◆ WHAT YOU HAVE TO DO: Only lines containing the word "bool" are needed; pull them out of the material.

◆ INFORMATION SUPPLIED:
----------

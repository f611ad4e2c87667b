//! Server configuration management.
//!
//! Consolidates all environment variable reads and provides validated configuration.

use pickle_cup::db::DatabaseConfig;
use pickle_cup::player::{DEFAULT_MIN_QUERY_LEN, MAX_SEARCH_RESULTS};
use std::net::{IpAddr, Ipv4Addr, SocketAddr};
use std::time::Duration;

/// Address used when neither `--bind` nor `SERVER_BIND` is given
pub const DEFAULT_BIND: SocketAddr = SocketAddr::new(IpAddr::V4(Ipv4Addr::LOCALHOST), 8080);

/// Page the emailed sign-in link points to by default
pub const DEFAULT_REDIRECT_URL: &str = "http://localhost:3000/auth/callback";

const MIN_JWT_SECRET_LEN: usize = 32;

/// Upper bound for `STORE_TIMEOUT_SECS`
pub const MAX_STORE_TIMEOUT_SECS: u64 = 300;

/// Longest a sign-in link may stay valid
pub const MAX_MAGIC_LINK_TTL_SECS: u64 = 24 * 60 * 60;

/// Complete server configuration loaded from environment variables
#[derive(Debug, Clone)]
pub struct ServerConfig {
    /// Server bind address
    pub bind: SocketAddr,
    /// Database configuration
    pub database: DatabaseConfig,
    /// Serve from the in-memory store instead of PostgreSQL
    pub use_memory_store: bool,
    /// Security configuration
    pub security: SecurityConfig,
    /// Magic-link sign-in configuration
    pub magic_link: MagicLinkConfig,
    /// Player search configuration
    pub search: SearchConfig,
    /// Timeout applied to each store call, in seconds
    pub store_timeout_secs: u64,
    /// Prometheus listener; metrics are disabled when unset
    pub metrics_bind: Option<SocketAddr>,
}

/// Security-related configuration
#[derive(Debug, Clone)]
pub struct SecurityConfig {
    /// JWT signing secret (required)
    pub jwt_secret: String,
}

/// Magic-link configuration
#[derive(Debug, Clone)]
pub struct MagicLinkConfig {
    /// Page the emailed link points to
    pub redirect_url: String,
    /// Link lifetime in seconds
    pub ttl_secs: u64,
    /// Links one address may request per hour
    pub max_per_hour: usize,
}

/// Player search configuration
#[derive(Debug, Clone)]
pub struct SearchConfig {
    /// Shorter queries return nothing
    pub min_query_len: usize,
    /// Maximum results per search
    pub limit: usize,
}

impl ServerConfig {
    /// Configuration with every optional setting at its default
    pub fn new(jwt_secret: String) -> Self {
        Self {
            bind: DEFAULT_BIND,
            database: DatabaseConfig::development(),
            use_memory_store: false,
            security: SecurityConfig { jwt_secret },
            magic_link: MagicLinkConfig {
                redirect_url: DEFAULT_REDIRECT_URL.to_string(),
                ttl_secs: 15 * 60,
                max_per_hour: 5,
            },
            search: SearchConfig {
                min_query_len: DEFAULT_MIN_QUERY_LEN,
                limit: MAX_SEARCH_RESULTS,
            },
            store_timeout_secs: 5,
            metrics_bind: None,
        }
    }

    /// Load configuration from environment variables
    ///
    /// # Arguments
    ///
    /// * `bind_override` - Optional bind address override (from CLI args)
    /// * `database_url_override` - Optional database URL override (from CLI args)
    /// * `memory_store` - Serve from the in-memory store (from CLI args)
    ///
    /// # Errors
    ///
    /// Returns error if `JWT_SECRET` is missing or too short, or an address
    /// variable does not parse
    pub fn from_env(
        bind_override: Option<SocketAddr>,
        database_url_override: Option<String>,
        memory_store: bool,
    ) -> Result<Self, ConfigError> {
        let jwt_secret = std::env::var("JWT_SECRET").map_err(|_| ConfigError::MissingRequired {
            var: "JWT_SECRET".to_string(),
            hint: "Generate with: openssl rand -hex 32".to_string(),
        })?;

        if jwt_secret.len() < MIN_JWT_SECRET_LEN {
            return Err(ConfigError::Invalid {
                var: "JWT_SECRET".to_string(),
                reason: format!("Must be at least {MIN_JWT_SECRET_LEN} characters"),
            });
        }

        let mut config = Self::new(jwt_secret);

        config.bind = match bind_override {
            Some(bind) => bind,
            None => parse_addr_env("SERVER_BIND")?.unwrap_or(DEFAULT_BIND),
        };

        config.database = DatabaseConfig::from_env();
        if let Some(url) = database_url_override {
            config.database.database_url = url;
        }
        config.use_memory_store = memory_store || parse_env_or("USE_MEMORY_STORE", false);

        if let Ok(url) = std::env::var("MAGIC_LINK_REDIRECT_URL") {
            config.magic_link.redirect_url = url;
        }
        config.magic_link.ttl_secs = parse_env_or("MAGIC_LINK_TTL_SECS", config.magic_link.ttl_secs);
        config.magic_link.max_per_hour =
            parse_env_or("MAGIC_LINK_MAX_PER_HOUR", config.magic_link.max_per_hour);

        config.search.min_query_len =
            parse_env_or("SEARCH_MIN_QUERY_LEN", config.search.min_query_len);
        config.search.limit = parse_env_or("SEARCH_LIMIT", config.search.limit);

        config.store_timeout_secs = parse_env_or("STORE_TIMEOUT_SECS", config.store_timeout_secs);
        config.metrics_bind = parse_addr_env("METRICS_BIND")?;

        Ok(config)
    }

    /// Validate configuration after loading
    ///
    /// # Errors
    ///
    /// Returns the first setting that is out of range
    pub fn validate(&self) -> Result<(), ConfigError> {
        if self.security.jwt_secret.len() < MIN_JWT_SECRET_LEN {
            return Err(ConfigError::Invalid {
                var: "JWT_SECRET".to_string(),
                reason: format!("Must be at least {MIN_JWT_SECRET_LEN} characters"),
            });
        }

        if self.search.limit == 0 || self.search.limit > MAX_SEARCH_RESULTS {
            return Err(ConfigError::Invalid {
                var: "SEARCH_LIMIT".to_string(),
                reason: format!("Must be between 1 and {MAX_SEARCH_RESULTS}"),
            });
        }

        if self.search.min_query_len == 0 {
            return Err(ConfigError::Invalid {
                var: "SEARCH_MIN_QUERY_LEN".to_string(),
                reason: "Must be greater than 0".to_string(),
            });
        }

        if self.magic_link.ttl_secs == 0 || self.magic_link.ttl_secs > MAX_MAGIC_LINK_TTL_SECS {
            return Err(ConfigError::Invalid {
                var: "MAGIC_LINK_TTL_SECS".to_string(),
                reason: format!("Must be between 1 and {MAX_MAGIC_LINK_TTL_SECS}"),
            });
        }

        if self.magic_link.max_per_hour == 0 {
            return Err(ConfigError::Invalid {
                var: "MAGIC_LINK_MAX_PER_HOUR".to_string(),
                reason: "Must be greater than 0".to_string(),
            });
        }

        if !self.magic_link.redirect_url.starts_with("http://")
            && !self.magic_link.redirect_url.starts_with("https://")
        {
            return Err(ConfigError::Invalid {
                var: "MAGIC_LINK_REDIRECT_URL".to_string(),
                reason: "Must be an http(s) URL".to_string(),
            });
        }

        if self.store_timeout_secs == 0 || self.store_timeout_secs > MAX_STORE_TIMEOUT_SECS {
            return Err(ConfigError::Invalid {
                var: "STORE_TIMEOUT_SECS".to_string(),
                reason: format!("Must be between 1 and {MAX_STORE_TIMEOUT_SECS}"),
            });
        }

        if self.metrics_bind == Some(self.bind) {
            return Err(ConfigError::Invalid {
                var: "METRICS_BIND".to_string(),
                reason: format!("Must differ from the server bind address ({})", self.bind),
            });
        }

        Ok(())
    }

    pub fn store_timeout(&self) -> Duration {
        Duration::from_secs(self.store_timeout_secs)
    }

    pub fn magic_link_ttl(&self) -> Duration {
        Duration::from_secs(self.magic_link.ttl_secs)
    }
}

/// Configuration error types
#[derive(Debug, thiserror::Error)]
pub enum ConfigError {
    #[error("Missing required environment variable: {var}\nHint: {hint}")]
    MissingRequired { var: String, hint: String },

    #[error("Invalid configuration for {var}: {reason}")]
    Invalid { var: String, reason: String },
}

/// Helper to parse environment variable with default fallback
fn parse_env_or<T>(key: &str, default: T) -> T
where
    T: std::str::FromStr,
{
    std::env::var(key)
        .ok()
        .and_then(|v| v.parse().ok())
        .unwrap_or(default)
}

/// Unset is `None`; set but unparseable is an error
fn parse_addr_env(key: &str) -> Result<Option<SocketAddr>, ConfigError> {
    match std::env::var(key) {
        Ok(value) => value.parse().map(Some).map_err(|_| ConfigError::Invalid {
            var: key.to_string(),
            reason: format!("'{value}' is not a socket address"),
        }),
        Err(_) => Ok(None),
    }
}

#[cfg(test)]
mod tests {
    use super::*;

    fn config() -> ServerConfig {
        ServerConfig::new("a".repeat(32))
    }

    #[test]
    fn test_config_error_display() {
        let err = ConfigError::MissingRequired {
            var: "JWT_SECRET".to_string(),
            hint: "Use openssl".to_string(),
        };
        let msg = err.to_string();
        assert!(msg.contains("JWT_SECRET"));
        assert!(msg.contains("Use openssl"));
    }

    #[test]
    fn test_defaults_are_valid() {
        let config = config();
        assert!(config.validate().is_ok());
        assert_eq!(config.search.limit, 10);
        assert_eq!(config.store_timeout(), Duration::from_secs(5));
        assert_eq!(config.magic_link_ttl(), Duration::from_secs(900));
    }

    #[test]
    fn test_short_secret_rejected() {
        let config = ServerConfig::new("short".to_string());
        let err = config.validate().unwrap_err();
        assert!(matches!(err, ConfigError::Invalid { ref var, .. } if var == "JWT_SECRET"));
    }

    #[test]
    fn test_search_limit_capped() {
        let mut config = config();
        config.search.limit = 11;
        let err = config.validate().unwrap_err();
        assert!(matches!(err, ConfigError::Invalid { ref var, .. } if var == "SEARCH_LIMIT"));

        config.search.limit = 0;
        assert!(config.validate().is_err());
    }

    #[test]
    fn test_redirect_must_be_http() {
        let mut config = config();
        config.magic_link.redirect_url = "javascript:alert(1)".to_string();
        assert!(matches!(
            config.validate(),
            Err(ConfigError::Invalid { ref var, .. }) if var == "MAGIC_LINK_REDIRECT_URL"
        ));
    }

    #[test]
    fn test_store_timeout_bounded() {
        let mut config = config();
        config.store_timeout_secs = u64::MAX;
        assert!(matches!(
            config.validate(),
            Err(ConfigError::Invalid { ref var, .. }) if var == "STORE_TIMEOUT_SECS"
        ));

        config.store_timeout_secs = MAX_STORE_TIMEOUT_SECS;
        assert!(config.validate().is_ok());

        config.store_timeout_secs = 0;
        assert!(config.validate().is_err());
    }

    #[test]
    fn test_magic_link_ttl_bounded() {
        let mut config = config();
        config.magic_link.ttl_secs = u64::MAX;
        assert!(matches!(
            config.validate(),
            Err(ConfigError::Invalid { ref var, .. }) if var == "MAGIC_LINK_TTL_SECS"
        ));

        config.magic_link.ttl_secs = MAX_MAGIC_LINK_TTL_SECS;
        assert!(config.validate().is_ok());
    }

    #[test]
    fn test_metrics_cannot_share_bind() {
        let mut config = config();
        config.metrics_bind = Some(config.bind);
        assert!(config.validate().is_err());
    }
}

----------

◆ SOLUTION:
    pub use_memory_store: bool,
        memory_store: bool,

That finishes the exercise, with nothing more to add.